Día 63
HE PENSADO EN que debería de ocuparme yo misma de la terapia ocupacional durante mi condena. No es que pueda asistir a talleres de cerámica, y tampoco es que esté avanzando mucho con mi tesis. Así que estoy decidida a poner en orden la caseta que hay en el patio; mi padre guarda... guardaba ahí las herramientas para el jardín y a saber cuantos tesoros más entre cosas antiguas. Supongo que al menos mataré el tiempo.
Estoy a medio camino en el patio trasero y me detengo a meter un poco mejor el trozo de tela de una camiseta vieja que he puesto entre mi piel y la tobillera; llevo días utilizando una crema que mi nueva amiga de la policía, Rose Marie, aprobó que comprara vía internet. De hecho me la ha recomendado ella.

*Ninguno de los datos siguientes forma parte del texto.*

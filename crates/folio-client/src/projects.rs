//! Project listing and the navigation-driven projects loader.

use chrono::Utc;
use folio_core::{AnalyticsSnapshot, ProjectSummary};
use serde::Serialize;
use tokio::sync::watch;

use crate::client::{decode, DashboardClient};
use crate::endpoint::Endpoint;
use crate::error::{SourceError, SourceResult};
use crate::normalize::{normalize_project, select_published};
use crate::types::{ProjectsEnvelope, RawProject};

/// Published projects derived from one projects fetch.
#[derive(Debug, Clone, PartialEq, Eq, Serialize)]
pub struct ProjectsDigest {
    /// First published projects in source order, at most five.
    pub recent: Vec<ProjectSummary>,
    /// Size of the whole published subset.
    pub published_count: u64,
}

impl ProjectsDigest {
    /// Overwrites the fields this loader owns; every other field is untouched.
    pub fn apply_to(&self, snapshot: &mut AnalyticsSnapshot) {
        snapshot.set_projects(self.recent.clone(), self.published_count);
    }
}

impl DashboardClient {
    /// Fetches the raw project list.
    ///
    /// Entries that fail to deserialize are skipped with a warning rather
    /// than failing the whole list.
    ///
    /// # Errors
    ///
    /// Returns [`SourceError`] if the fetch fails or the body has no
    /// `data.projects` array.
    pub async fn fetch_projects(&self) -> SourceResult<Vec<RawProject>> {
        let endpoint = Endpoint::Projects;
        let body = self.fetch(endpoint).await?;
        let envelope: ProjectsEnvelope = decode(endpoint, body)?;
        let entries = envelope
            .data
            .and_then(|d| d.projects)
            .ok_or(SourceError::MissingField {
                context: endpoint.name().to_string(),
                field: "data.projects",
            })?;

        let total = entries.len();
        let projects: Vec<RawProject> = entries
            .into_iter()
            .filter_map(|entry| match serde_json::from_value::<RawProject>(entry) {
                Ok(project) => Some(project),
                Err(e) => {
                    tracing::warn!(error = %e, "skipping malformed project record");
                    None
                }
            })
            .collect();

        if projects.len() != total {
            tracing::debug!(
                total,
                kept = projects.len(),
                "some project records were skipped"
            );
        }
        Ok(projects)
    }
}

/// Loads the published-projects digest, independently of the polling cycle.
pub struct ProjectsLoader<'a> {
    client: &'a DashboardClient,
}

impl<'a> ProjectsLoader<'a> {
    #[must_use]
    pub fn new(client: &'a DashboardClient) -> Self {
        Self { client }
    }

    /// Fetches, normalizes, and filters the project list once.
    ///
    /// # Errors
    ///
    /// Returns [`SourceError`] if the projects fetch fails.
    pub async fn load(&self) -> SourceResult<ProjectsDigest> {
        let fetched_at = Utc::now();
        let raw = self.client.fetch_projects().await?;
        let summaries = raw
            .into_iter()
            .map(|p| normalize_project(p, fetched_at))
            .collect();
        let digest = select_published(summaries);
        tracing::debug!(
            published = digest.published_count,
            shown = digest.recent.len(),
            "projects loaded"
        );
        Ok(digest)
    }

    /// Loads once for the current location, then again whenever the location
    /// changes, handing each digest to `on_digest`.
    ///
    /// Repeated notifications for the same location do not refetch. A failed
    /// load is logged and skipped so the previous digest stays in place.
    /// Returns when the location sender is dropped.
    pub async fn follow_navigation<F>(&self, mut locations: watch::Receiver<String>, mut on_digest: F)
    where
        F: FnMut(ProjectsDigest),
    {
        let mut current = locations.borrow_and_update().clone();
        self.load_for(&current, &mut on_digest).await;

        while locations.changed().await.is_ok() {
            let next = locations.borrow_and_update().clone();
            if next == current {
                continue;
            }
            current = next;
            self.load_for(&current, &mut on_digest).await;
        }
        tracing::debug!("navigation channel closed; projects loader stopping");
    }

    async fn load_for<F>(&self, location: &str, on_digest: &mut F)
    where
        F: FnMut(ProjectsDigest),
    {
        match self.load().await {
            Ok(digest) => on_digest(digest),
            Err(e) => {
                tracing::warn!(location, error = %e, "projects load failed; keeping previous list");
            }
        }
    }
}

Parecerá extraño, pero, dado que a nadie le parece importar que esté aquí, el recibir un par de emails suyos a lo largo del día hace que me sienta un poco menos sola. Hace tres días eran contestaciones a mis mensajes, igual de sarcásticas o más que las mías, pero al final hemos pasado a portarnos bien mutuamente; será verdad que congeniaríamos en el mundo real. De momento he de seguir en mi jaula.
Hace calor. El verano en California es algo especial. El sol está en lo más alto, pasa poco de las dos de la tarde, así que, de dos una, o logro poner en orden el cuartito de los trastos o me da una insolación. La segunda opción no me parece tan mala. Aún quedan dos días para mi visita médica de rigor y agradecería un paseo fuera de casa, no me importa que sea para que me pinchen.
Al abrir la puerta de la caseta me quedo en silencio mirando hacia el interior; hay tantos trastos que para poder llegar al centro tendré que sacar fuera todo lo que esté en el camino.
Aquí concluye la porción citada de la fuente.